# HP for a 7ft haybine?



## fordson major (Jul 12, 2003)

was wondering how *little* horse power you can use on a 7ft new holland haybine. picked one up this week as well as a baler that we will be selling , we used a 135 massey for ours years ago with lots of power for hills but not sure how little power they need! would like too know so when people with too small a tractor phone can tell them it wont work!


----------



## uncle Will in In. (May 11, 2002)

It wouldn't take too much HP to opperate the mower, but pulling it up some serious grades while doing it would take more. They can always shift down to get enough power for a hill, but a little tractor might not have enough traction. Something with 30 HP or more seems big enough to me.


----------



## DaleK (Sep 23, 2004)

Custom baled for a guy that used one with a 24hp Kubota, it worked on flat ground but I think 30-35 would be more reasonable. Total PITA though, he promised he'd have 2-3 windrows raked together and didn't, drove around and around trying to get a bale. From now on anybody cutting with a 7' or 9' that wants me to bale for them either has a decent sized windrow raked together when I get there or I go home and rake it myself with the 23' and charge them for raking as well as baling.


----------



## Bearfootfarm (Jul 13, 2006)

If you go to a tractor manufacturer's website, they usually have a "build your tractor" section. You list the things you need a tractor to do and they recommend the models and horsepower you need. Maybe that would give you an idea as to a minimum


----------



## agmantoo (May 23, 2003)

I just happen to have a NH472 haybine. The specifications state that a 30HP or greater tractor is required. The 7 ft machine weight is 2110 lbs.


----------



## rambler (Jan 20, 2004)

And it is not just hp that counts... I would rather try to use it with a 27hp old farm tractor, than try to use it with a new 35hp compact tractor..... Weight is an issue, you get into the tail wagging the dog & all.

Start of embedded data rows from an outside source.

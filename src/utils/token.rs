//! # 고유 토큰 생성
//!
//! 외부 계정으로 자동 생성되는 로컬 계정의 로그인명, 사용자명,
//! 그리고 세션 ID와 OAuth state 값을 만듭니다.
//! 토큰은 현재 시각(마이크로초)과 난수로 구성되며 외부 식별자를 포함하지 않습니다.

use chrono::Utc;
use uuid::Uuid;

/// `prefix` 뒤에 시간 기반 16진수와 난수 접미사를 붙인 토큰
///
/// ```rust,ignore
/// let login = generate_unique_token("user");   // user18c3f1a2b4d5e6a1f9c0d2e
/// let name = generate_unique_token("google");  // google18c3f1a2b4d5e7b7e1a94c
/// ```
pub fn generate_unique_token(prefix: &str) -> String {
    let micros = Utc::now().timestamp_micros();
    let entropy = Uuid::new_v4().simple().to_string();
    format!("{}{:x}{}", prefix, micros, &entropy[..8])
}

/// 쿠키/URL에 그대로 실을 수 있는 불투명 난수 값
pub fn generate_opaque_id() -> String {
    Uuid::new_v4().simple().to_string()
}
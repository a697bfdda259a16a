//! IdentityLink Entity
//!
//! `(provider, external_id)` 쌍을 로컬 사용자 한 명에게 연결하는 매핑입니다.
//! 한 사용자는 여러 프로바이더 링크를 가질 수 있지만, 링크는 항상 정확히 한 사용자에 속합니다.

use mongodb::bson::{oid::ObjectId, DateTime};
use serde::{Deserialize, Serialize};
use crate::domain::models::oauth::ExternalProfile;

/// 외부 계정 연결 엔티티 (`hybridauth` 컬렉션)
///
/// ## 생명주기
///
/// - **생성**: 해당 `(provider, external_id)`로 처음 로그인(자동 가입)하거나 attach할 때
/// - **갱신**: attach 시 캐시 필드 새로 고침 및 소유자 재지정
/// - **삭제**: 이 서비스에서는 삭제하지 않음 (관리 기능의 책임)
///
/// `display_name`, `avatar_url`, `profile_url`은 마지막으로 본 외부 프로필 값의 캐시입니다.
/// 일반 로그인에서는 갱신하지 않습니다.
#[derive(Debug, Clone, PartialEq, Serialize, Deserialize)]
pub struct IdentityLink {
    #[serde(rename = "_id")]
    pub id: ObjectId,
    pub provider: String,
    pub external_id: String,
    /// 연결된 로컬 사용자
    pub user_id: ObjectId,
    pub display_name: String,
    #[serde(default, skip_serializing_if = "Option::is_none")]
    pub avatar_url: Option<String>,
    #[serde(default, skip_serializing_if = "Option::is_none")]
    pub profile_url: Option<String>,
    pub created_at: DateTime,
    pub updated_at: DateTime,
}

impl IdentityLink {
    /// 외부 프로필로부터 새 링크를 만들어 `user_id`에 연결합니다.
    pub fn new(profile: &ExternalProfile, user_id: ObjectId) -> Self {
        let now = DateTime::now();

        let mut link = Self {
            id: ObjectId::new(),
            provider: profile.provider.clone(),
            external_id: profile.external_id.clone(),
            user_id,
            display_name: String::new(),
            avatar_url: None,
            profile_url: None,
            created_at: now,
            updated_at: now,
        };
        link.refresh_from(profile);
        link
    }

    /// 캐시 필드를 최신 외부 프로필 값으로 덮어씁니다.
    ///
    /// 갱신 순서: avatar → profile URL → display name
    pub fn refresh_from(&mut self, profile: &ExternalProfile) {
        self.avatar_url = profile.photo_url.clone();
        self.profile_url = profile.profile_url.clone();
        self.display_name = profile.resolved_display_name().to_string();
        self.updated_at = DateTime::now();
    }

    /// 소유자를 `user_id`로 지정하고, 실제로 바뀌었다면 이전 소유자를 돌려줍니다.
    pub fn assign_owner(&mut self, user_id: ObjectId) -> Option<ObjectId> {
        if self.user_id == user_id {
            return None;
        }
        let previous = self.user_id;
        self.user_id = user_id;
        self.updated_at = DateTime::now();
        Some(previous)
    }
}
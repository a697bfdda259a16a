//! IdentityLink 데이터 액세스
//!
//! [`MongoIdentityLinkRepository`](identity_link_repo::MongoIdentityLinkRepository)는
//! [`IdentityLinkRepository`](crate::repositories::IdentityLinkRepository) 계약의 MongoDB 구현입니다.

pub mod identity_link_repo;

pub use identity_link_repo::MongoIdentityLinkRepository;
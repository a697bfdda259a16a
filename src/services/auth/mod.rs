//! 외부 프로바이더 인증 서비스 모듈
//!
//! OAuth 콜백 처리와 세션 인증 상태 변경을 담당합니다.
//!
//! # Features
//!
//! - [`hybridauth_app`] - `auth`/`attach` 동작과 리다이렉트 대상 계산
//! - [`oauth_engine`] - Authorization Code 교환 및 userinfo 조회
//! - [`oauth_state_store`] - 일회용 OAuth state (CSRF 방지)
//! - [`session_authority`] - Redis 세션 인증/로그아웃
//!
//! # Examples
//!
//! ```rust,ignore
//! use crate::services::auth::{HybridauthApp, RedisSessionAuthority};
//!
//! let previous = RedisSessionAuthority::for_session(redis.clone(), old_sid, ttl);
//! let fresh = RedisSessionAuthority::for_session(redis, new_sid, ttl);
//! let target = app.auth(&profile, &state.redirect, Some(&previous), &fresh).await?;
//! ```

pub mod hybridauth_app;
pub mod oauth_engine;
pub mod oauth_state_store;
pub mod session_authority;

pub use hybridauth_app::HybridauthApp;
pub use oauth_engine::{OAuthEngine, OidcEngine};
pub use oauth_state_store::OAuthStateStore;
pub use session_authority::{RedisSessionAuthority, SessionAuthority};
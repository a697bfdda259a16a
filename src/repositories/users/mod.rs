//! 사용자/그룹 데이터 액세스
//!
//! [`MongoUserRepository`](user_repo::MongoUserRepository)는 [`UserRepository`](crate::repositories::UserRepository)
//! 계약의 MongoDB 구현입니다.

pub mod user_repo;

pub use user_repo::MongoUserRepository;
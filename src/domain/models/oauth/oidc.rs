//! OAuth 2.0 / OpenID Connect 응답 모델
//!
//! 토큰 엔드포인트와 userinfo 엔드포인트의 응답을 표현하고,
//! userinfo 클레임을 [`ExternalProfile`]로 변환합니다.

use serde::Deserialize;
use crate::core::errors::AppResult;
use crate::domain::models::oauth::external_profile::ExternalProfile;
use crate::utils::string_utils::deserialize_optional_string;

/// Authorization Code 교환 응답
#[derive(Debug, Deserialize)]
pub struct TokenResponse {
    pub access_token: String,
}

/// OIDC 표준 userinfo 클레임
#[derive(Debug, Deserialize)]
pub struct OidcUserInfo {
    pub sub: String,

    #[serde(default, deserialize_with = "deserialize_optional_string")]
    pub name: Option<String>,

    #[serde(default, deserialize_with = "deserialize_optional_string")]
    pub email: Option<String>,

    /// 일부 프로바이더는 bool 대신 `"true"` 문자열을 보냅니다.
    #[serde(default, deserialize_with = "deserialize_flag")]
    pub email_verified: bool,

    #[serde(default, deserialize_with = "deserialize_optional_string")]
    pub picture: Option<String>,

    #[serde(default, deserialize_with = "deserialize_optional_string")]
    pub profile: Option<String>,
}

impl OidcUserInfo {
    /// 클레임을 외부 프로필로 변환합니다.
    ///
    /// 검증된 이메일 필드는 `email_verified`가 참일 때만 이메일 값으로 채웁니다.
    pub fn into_profile(self, provider: &str) -> AppResult<ExternalProfile> {
        let email_verified = if self.email_verified { self.email.clone() } else { None };

        Ok(ExternalProfile::new(provider, &self.sub)?
            .with_display_name(self.name)
            .with_email(self.email)
            .with_email_verified(email_verified)
            .with_photo_url(self.picture)
            .with_profile_url(self.profile))
    }
}

fn deserialize_flag<'de, D>(deserializer: D) -> Result<bool, D::Error>
where
    D: serde::Deserializer<'de>,
{
    #[derive(Deserialize)]
    #[serde(untagged)]
    enum Flag {
        Bool(bool),
        Text(String),
    }

    Ok(match Option::<Flag>::deserialize(deserializer)? {
        Some(Flag::Bool(value)) => value,
        Some(Flag::Text(value)) => value.eq_ignore_ascii_case("true"),
        None => false,
    })
}
//! 외부 프로필 (External Profile)
//!
//! OAuth 엔진이 인증을 마친 뒤 돌려주는 정규화된 외부 사용자 정보입니다.
//! 요청 단위로 생성되며 이후 변경되지 않습니다.

use serde::{Deserialize, Serialize};
use crate::core::errors::{AppError, AppResult};
use crate::utils::string_utils::{clean_optional_string, validate_required_string};
use crate::utils::token::generate_unique_token;

/// 인증이 완료된 외부 프로바이더 사용자 정보
///
/// `provider`와 `external_id`는 필수이며 함께 IdentityLink의 자연 키가 됩니다.
/// 나머지 필드는 프로바이더마다 제공 여부가 다르므로 모두 선택 값입니다.
#[derive(Debug, Clone, PartialEq, Eq, Serialize, Deserialize)]
pub struct ExternalProfile {
    /// 프로바이더 키 (`google` 등)
    pub provider: String,
    /// 프로바이더 범위에서 유일하고 변하지 않는 식별자
    pub external_id: String,
    pub display_name: Option<String>,
    pub email: Option<String>,
    /// 프로바이더가 검증을 마친 이메일 (`email`과 별개 필드)
    pub email_verified: Option<String>,
    pub photo_url: Option<String>,
    pub profile_url: Option<String>,
}

impl ExternalProfile {
    /// 필수 식별 필드로 프로필을 생성합니다.
    ///
    /// provider 키는 공백을 제거하고 소문자로 맞춥니다. `external_id`는 프로바이더가 준 값을
    /// 그대로 보존하며(정확 일치 키), 비어 있거나 공백뿐이면 `InvalidExternalProfile`을 반환합니다.
    pub fn new(provider: &str, external_id: &str) -> AppResult<Self> {
        let provider = validate_required_string(provider, "provider")
            .map_err(|_| AppError::InvalidExternalProfile("provider is required".to_string()))?;
        if external_id.trim().is_empty() {
            return Err(AppError::InvalidExternalProfile("external_id is required".to_string()));
        }

        Ok(Self {
            provider: provider.to_lowercase(),
            external_id: external_id.to_string(),
            display_name: None,
            email: None,
            email_verified: None,
            photo_url: None,
            profile_url: None,
        })
    }

    pub fn with_display_name(mut self, value: Option<String>) -> Self {
        self.display_name = clean_optional_string(value);
        self
    }

    pub fn with_email(mut self, value: Option<String>) -> Self {
        self.email = clean_optional_string(value);
        self
    }

    pub fn with_email_verified(mut self, value: Option<String>) -> Self {
        self.email_verified = clean_optional_string(value);
        self
    }

    pub fn with_photo_url(mut self, value: Option<String>) -> Self {
        self.photo_url = clean_optional_string(value);
        self
    }

    pub fn with_profile_url(mut self, value: Option<String>) -> Self {
        self.profile_url = clean_optional_string(value);
        self
    }

    /// 저장소 접근 전에 필수 필드를 재확인합니다.
    ///
    /// 필드가 공개되어 있어 생성자를 거치지 않은 값도 들어올 수 있습니다.
    pub fn validate(&self) -> AppResult<()> {
        if self.provider.trim().is_empty() {
            return Err(AppError::InvalidExternalProfile("provider is required".to_string()));
        }
        if self.external_id.trim().is_empty() {
            return Err(AppError::InvalidExternalProfile("external_id is required".to_string()));
        }
        Ok(())
    }

    /// IdentityLink에 캐시할 표시 이름
    ///
    /// `display_name → email_verified → email → external_id` 순서로 처음 존재하는 값을 씁니다.
    ///
    /// NOTE: 검증된 이메일(`email_verified`)을 일반 `email`보다 먼저 보는 순서는 의도된 것입니다.
    /// 이름이 아닌 필드끼리의 우선순위가 어색해 보여도 기존 데이터와의 호환을 위해 바꾸지 않습니다.
    pub fn resolved_display_name(&self) -> &str {
        self.display_name
            .as_deref()
            .or(self.email_verified.as_deref())
            .or(self.email.as_deref())
            .unwrap_or(&self.external_id)
    }

    /// 새 로컬 계정의 사용자명
    ///
    /// 표시 이름이 없으면 프로바이더 접두사의 고유 토큰을 생성합니다.
    /// 외부 식별자나 이메일에서 파생하지 않으므로 개인정보가 들어가지 않습니다.
    pub fn user_name_or_generated(&self) -> String {
        self.display_name
            .clone()
            .unwrap_or_else(|| generate_unique_token(&self.provider))
    }
}

#[cfg(test)]
mod tests {
    use super::*;

    fn profile() -> ExternalProfile {
        ExternalProfile::new("google", "id1").unwrap()
    }

    #[test]
    fn test_new_rejects_missing_identifiers() {
        assert!(matches!(ExternalProfile::new("", "id1"), Err(AppError::InvalidExternalProfile(_))));
        assert!(matches!(ExternalProfile::new("google", "   "), Err(AppError::InvalidExternalProfile(_))));
    }

    #[test]
    fn test_new_normalizes_provider_key_only() {
        let profile = ExternalProfile::new("  Google ", "id1").unwrap();
        assert_eq!(profile.provider, "google");
        assert_eq!(profile.external_id, "id1");
    }

    #[test]
    fn test_external_id_is_kept_verbatim() {
        let padded = ExternalProfile::new("google", " id1 ").unwrap();
        let plain = ExternalProfile::new("google", "id1").unwrap();

        assert_eq!(padded.external_id, " id1 ");
        assert_ne!(padded.external_id, plain.external_id);
    }

    #[test]
    fn test_validate_catches_hand_built_profiles() {
        let mut profile = profile();
        profile.external_id = String::new();
        assert!(matches!(profile.validate(), Err(AppError::InvalidExternalProfile(_))));
    }

    #[test]
    fn test_display_name_wins_over_everything() {
        let profile = profile()
            .with_display_name(Some("Alice".to_string()))
            .with_email_verified(Some("v@x.com".to_string()))
            .with_email(Some("e@x.com".to_string()));

        assert_eq!(profile.resolved_display_name(), "Alice");
    }

    #[test]
    fn test_verified_email_preferred_over_email() {
        let profile = profile()
            .with_email_verified(Some("v@x.com".to_string()))
            .with_email(Some("e@x.com".to_string()));

        assert_eq!(profile.resolved_display_name(), "v@x.com");
    }

    #[test]
    fn test_email_then_external_id_fallback() {
        let with_email = profile().with_email(Some("e@x.com".to_string()));
        assert_eq!(with_email.resolved_display_name(), "e@x.com");

        assert_eq!(profile().resolved_display_name(), "id1");
    }

    #[test]
    fn test_blank_optional_values_are_absent() {
        let profile = profile()
            .with_display_name(Some("   ".to_string()))
            .with_email(Some("e@x.com".to_string()));

        assert_eq!(profile.display_name, None);
        assert_eq!(profile.resolved_display_name(), "e@x.com");
    }

    #[test]
    fn test_generated_user_name_is_scoped_and_unique() {
        let profile = profile();
        let first = profile.user_name_or_generated();
        let second = profile.user_name_or_generated();

        assert!(first.starts_with("google"));
        assert!(!first.contains("id1"));
        assert_ne!(first, second);
    }

    #[test]
    fn test_user_name_uses_display_name_when_present() {
        let profile = profile().with_display_name(Some("Alice".to_string()));
        assert_eq!(profile.user_name_or_generated(), "Alice");
    }
}
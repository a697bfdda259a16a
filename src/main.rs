//! 외부 인증 연동 서비스 메인 애플리케이션
//!
//! Actix-web 기반의 HTTP 서버를 구동합니다.
//! 저장소(MongoDB 또는 메모리)와 Redis 연결을 만들고, 서비스를 생성자 주입으로 조립한 뒤
//! 외부 프로바이더 로그인/계정 연결 라우트를 제공합니다.

use std::sync::Arc;
use actix_web::{middleware, web, App, HttpServer};
use actix_governor::{Governor, GovernorConfigBuilder};
use dotenv::dotenv;
use env_logger::Env;
use log::{error, info, warn};
use hybridauth_service::caching::redis::RedisClient;
use hybridauth_service::config::{Environment, HybridauthConfig, ServerConfig, SessionConfig, StorageBackend, StorageConfig};
use hybridauth_service::core::{AppError, AppState};
use hybridauth_service::db::Database;
use hybridauth_service::repositories::{memory::InMemoryIdentityStore, mongo_store::MongoIdentityStore, IdentityStore};
use hybridauth_service::routes::configure_all_routes;
use hybridauth_service::services::{
    auth::{HybridauthApp, OAuthStateStore, OidcEngine},
    identity::IdentityResolver,
};

/// Rate Limiting 설정 구조체
#[derive(Debug)]
struct RateLimitConfig {
    per_second: u64,
    burst_size: u32,
}

#[actix_web::main]
async fn main() -> std::io::Result<()> {
    // 환경 설정 및 로깅 초기화
    load_env_file();
    init_logging();

    info!("🚀 외부 인증 연동 서비스 시작중...");

    let state = build_app_state().await.map_err(|e| {
        error!("서비스 초기화 실패: {}", e);
        std::io::Error::other(e.to_string())
    })?;

    info!("✅ 모든 서비스가 성공적으로 초기화되었습니다!");

    start_http_server(state).await
}

/// 저장소, 세션, OAuth 엔진을 조립합니다.
async fn build_app_state() -> Result<AppState, AppError> {
    let hybridauth = HybridauthConfig::from_env()?;
    info!(
        "🔐 프로바이더: {:?}, 자동 가입: {}, 콜백: {}",
        hybridauth.provider_names(),
        hybridauth.allow_auto_register,
        hybridauth.callback_url
    );

    let store = initialize_identity_store().await?;

    info!("📡 Redis 연결 중...");
    let redis = RedisClient::connect(&StorageConfig::redis_url()).await?;

    let resolver = IdentityResolver::new(store.clone(), hybridauth.allow_auto_register);

    Ok(AppState {
        app: HybridauthApp::new(resolver),
        engine: Arc::new(OidcEngine::new(hybridauth)),
        states: OAuthStateStore::new(redis.clone(), SessionConfig::oauth_state_ttl_seconds()),
        store,
        redis,
        session_ttl_seconds: SessionConfig::session_ttl_seconds(),
        secure_cookies: Environment::current().requires_secure_cookies(),
    })
}

/// `STORAGE_BACKEND`에 따라 식별 정보 저장소를 만듭니다.
///
/// MongoDB 백엔드는 시작 시 인덱스를 생성합니다.
async fn initialize_identity_store() -> Result<Arc<dyn IdentityStore>, AppError> {
    let backend = StorageConfig::backend().map_err(AppError::InternalError)?;

    match backend {
        StorageBackend::MongoDb => {
            info!("📡 데이터베이스 연결 중...");
            let database = Arc::new(
                Database::connect(&StorageConfig::mongodb_uri(), &StorageConfig::database_name()).await?
            );

            let store = MongoIdentityStore::new(database);
            store.create_indexes().await?;

            Ok(Arc::new(store))
        }
        StorageBackend::Memory => {
            warn!("⚠️ 인메모리 저장소 사용: 재시작 시 데이터가 사라집니다");
            Ok(Arc::new(InMemoryIdentityStore::with_default_group()))
        }
    }
}

/// HTTP 서버를 구성하고 실행합니다
///
/// Rate Limiting, 로깅, 경로 정규화 미들웨어를 포함합니다.
///
/// # Errors
///
/// * `std::io::Error` - 포트 바인딩 실패 또는 서버 실행 오류
async fn start_http_server(state: AppState) -> std::io::Result<()> {
    let bind_address = format!("{}:{}", ServerConfig::host(), ServerConfig::port());

    info!("🌐 서버가 http://{} 에서 실행중입니다", bind_address);
    info!("📍 Health check: http://{}/health", bind_address);

    // Rate Limiting 설정
    let rate_limit_config = load_rate_limit_config();
    let governor_conf = GovernorConfigBuilder::default()
        .requests_per_second(rate_limit_config.per_second)
        .burst_size(rate_limit_config.burst_size)
        .use_headers()
        .finish()
        .ok_or_else(|| std::io::Error::other("Rate Limiting 설정이 올바르지 않습니다"))?;

    info!(
        "🛡️ Rate Limiting 활성화: 초당 {}요청, 버스트 {}개",
        rate_limit_config.per_second,
        rate_limit_config.burst_size
    );

    let state = web::Data::new(state);

    HttpServer::new(move || {
        App::new()
            // Rate Limiting 미들웨어 (가장 먼저 적용)
            .wrap(Governor::new(&governor_conf))
            .wrap(middleware::Logger::default())
            .wrap(middleware::NormalizePath::trim())
            .app_data(state.clone())
            .configure(configure_all_routes)
    })
        .bind(bind_address)?
        .workers(4) // 워커 스레드 수
        .run()
        .await
}

/// 환경별 설정 파일을 로드합니다
///
/// # Environment Variables
///
/// * `PROFILE=dev` - .env.dev 파일 로드 (기본값)
/// * `PROFILE=prod` - .env.prod 파일 로드
/// * 기타 - 기본 .env 파일 로드
fn load_env_file() {
    let profile = std::env::var("PROFILE").unwrap_or_else(|_| "dev".to_string());

    // 로거 초기화 전이므로 stderr로 직접 출력
    eprintln!("Current profile: {}", profile);

    match profile.as_str() {
        "prod" => if let Err(e) = dotenv::from_filename(".env.prod") {
            eprintln!(".env.prod 파일 로드 실패: {}", e);
        },
        "dev" => if let Err(e) = dotenv::from_filename(".env.dev") {
            eprintln!(".env.dev 파일 로드 실패: {}", e);
        },
        _ => {
            dotenv().ok();
        }
    }
}

/// 로깅 시스템을 초기화합니다
///
/// * `RUST_LOG` - 로깅 레벨 설정 (기본값: "info,actix_web=debug")
///
/// ```bash
/// RUST_LOG=hybridauth_service::services=debug cargo run
/// ```
fn init_logging() {
    env_logger::init_from_env(Env::default().default_filter_or("info,actix_web=debug"));
}

/// 환경변수에서 Rate Limiting 설정을 로드합니다
///
/// * `RATE_LIMIT_PER_SECOND` - 초당 허용 요청 수 (기본값: 100)
/// * `RATE_LIMIT_BURST_SIZE` - 버스트 허용량 (기본값: 200)
fn load_rate_limit_config() -> RateLimitConfig {
    let per_second = std::env::var("RATE_LIMIT_PER_SECOND")
        .unwrap_or_else(|_| "100".to_string())
        .parse::<u64>()
        .unwrap_or_else(|e| {
            error!("RATE_LIMIT_PER_SECOND 파싱 실패: {}. 기본값 100 사용", e);
            100
        });

    let burst_size = std::env::var("RATE_LIMIT_BURST_SIZE")
        .unwrap_or_else(|_| "200".to_string())
        .parse::<u32>()
        .unwrap_or_else(|e| {
            error!("RATE_LIMIT_BURST_SIZE 파싱 실패: {}. 기본값 200 사용", e);
            200
        });

    let config = RateLimitConfig {
        per_second,
        burst_size,
    };

    info!("Rate Limiting 설정 로드됨: {:?}", config);
    config
}
//! # HTTP Request Handlers Module
//!
//! HTTP 요청을 처리하는 핸들러 함수들을 정의하는 모듈입니다.
//! 핸들러는 `web::Data<AppState>`로 조립된 서비스를 받아 호출만 하고,
//! 비즈니스 규칙은 서비스 계층에 둡니다.
//!
//! ```text
//! ┌─────────────────────────────────────────────┐
//!   Browser (302 redirect 기반 흐름)
//! └─────────────────────┬───────────────────────┘
//! ┌─────────────────────▼───────────────────────┐
//!   Handlers (이 모듈)                            ← Web Layer
//! ├─────────────────────────────────────────────┤
//!   HybridauthApp / IdentityResolver              ← Service Layer
//! ├─────────────────────────────────────────────┤
//!   IdentityStore                                 ← Repository Layer
//! └─────────────────────────────────────────────┘
//! ```
//!
//! ## 모듈 구성
//!
//! - **`hybridauth`**: 외부 프로바이더 인증
//!   - 인증 시작 (`GET /hybridauth/{provider}/{method}`)
//!   - 콜백 (`GET /hybridauth/callback`)

pub mod hybridauth;
//! 공통 유틸리티 함수 모듈
//!
//! # Modules
//!
//! - [`string_utils`] - 문자열 검증, 정리, 리다이렉트 URL 처리
//! - [`token`] - 로그인명/세션 ID 등 고유 토큰 생성

pub mod string_utils;
pub mod token;
use anyhow::{Context, Result};
use clap::Parser;
use log::{LevelFilter, debug};

use portablesource_installer::cli::Args;
use portablesource_installer::config::InstallerConfig;
use portablesource_installer::install::{self, console::Console};

fn main() {
    let args = Args::parse();

    env_logger::Builder::from_default_env()
        .format(|buf, record| {
            use std::io::Write;
            writeln!(
                buf,
                "[{} {} {}:{}] {}",
                buf.timestamp_millis(),
                record.level(),
                record.file().unwrap_or("unknown"),
                record.line().unwrap_or(0),
                record.args()
            )
        })
        .filter_level(if args.debug { LevelFilter::Debug } else { LevelFilter::Info })
        .init();

    let console = Console::default();

    // The pipeline is strictly sequential; a single-threaded runtime is enough.
    let rt = match tokio::runtime::Builder::new_current_thread().enable_all().build() {
        Ok(rt) => rt,
        Err(e) => {
            console.error(format!("Failed to create Tokio runtime: {e}"));
            std::process::exit(1);
        }
    };

    // Everything the run owns, including the staging directory, is dropped
    // before we reach `exit`.
    let result = rt.block_on(real_main(args, &console));
    drop(rt);

    if let Err(e) = result {
        console.error(format!("{e:#}"));
        std::process::exit(1);
    }
}

async fn real_main(args: Args, console: &Console) -> Result<()> {
    let config = InstallerConfig::load(args.config.as_deref()).context("Failed to load installer configuration")?;
    let config = args.apply(config);
    config.validate().context("Invalid installer configuration")?;
    debug!("Effective configuration: {config:?}");

    if args.dry_run {
        return install::run_dry_run(config, console).await;
    }

    install::run_install(config, console).await?;
    Ok(())
}
//! Preparing the downloaded binary before it is installed
//!
//! The staged file lives in a directory owned by the invoking user, so this
//! step never needs elevation.

use std::fs;
use std::os::unix::fs::PermissionsExt;

use super::download::StagedBinary;
use super::error::InstallError;

/// Set executable permissions (755) on the staged download
pub fn make_executable(staged: &StagedBinary) -> Result<(), InstallError> {
    let path = staged.path();
    let mut perms = fs::metadata(path)
        .map_err(|e| InstallError::download(path.display().to_string(), format!("cannot read metadata: {e}")))?
        .permissions();
    perms.set_mode(0o755);
    fs::set_permissions(path, perms).map_err(|e| {
        InstallError::download(path.display().to_string(), format!("cannot mark as executable: {e}"))
    })
}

But, 30hp will answer the question you will get. 

--->Paul


----------



## Ross (May 9, 2002)

This ia 467 so an old one, but it's in terrific shape!


----------



## fordson major (Jul 12, 2003)

thanks for the help! think we will go for the 30 hp as an answer, had it turning over yesterday on a 80 hp was smooth! recall we did use a 9n but was working hard, best fit was the david brown 880. always like more horse power than you need ,slid backwards down a hill with a 9n pulling a load of hay :grump: as a teen, was first and last time! dalek was never so happy to give up baling for other people! seemed they could not get it right, and always when we would dump a wack of hay you would get 3 guys calling they had hay too bale! most here have gone too large squares though a few have bought round balers when we would not bale for them! :dance:


----------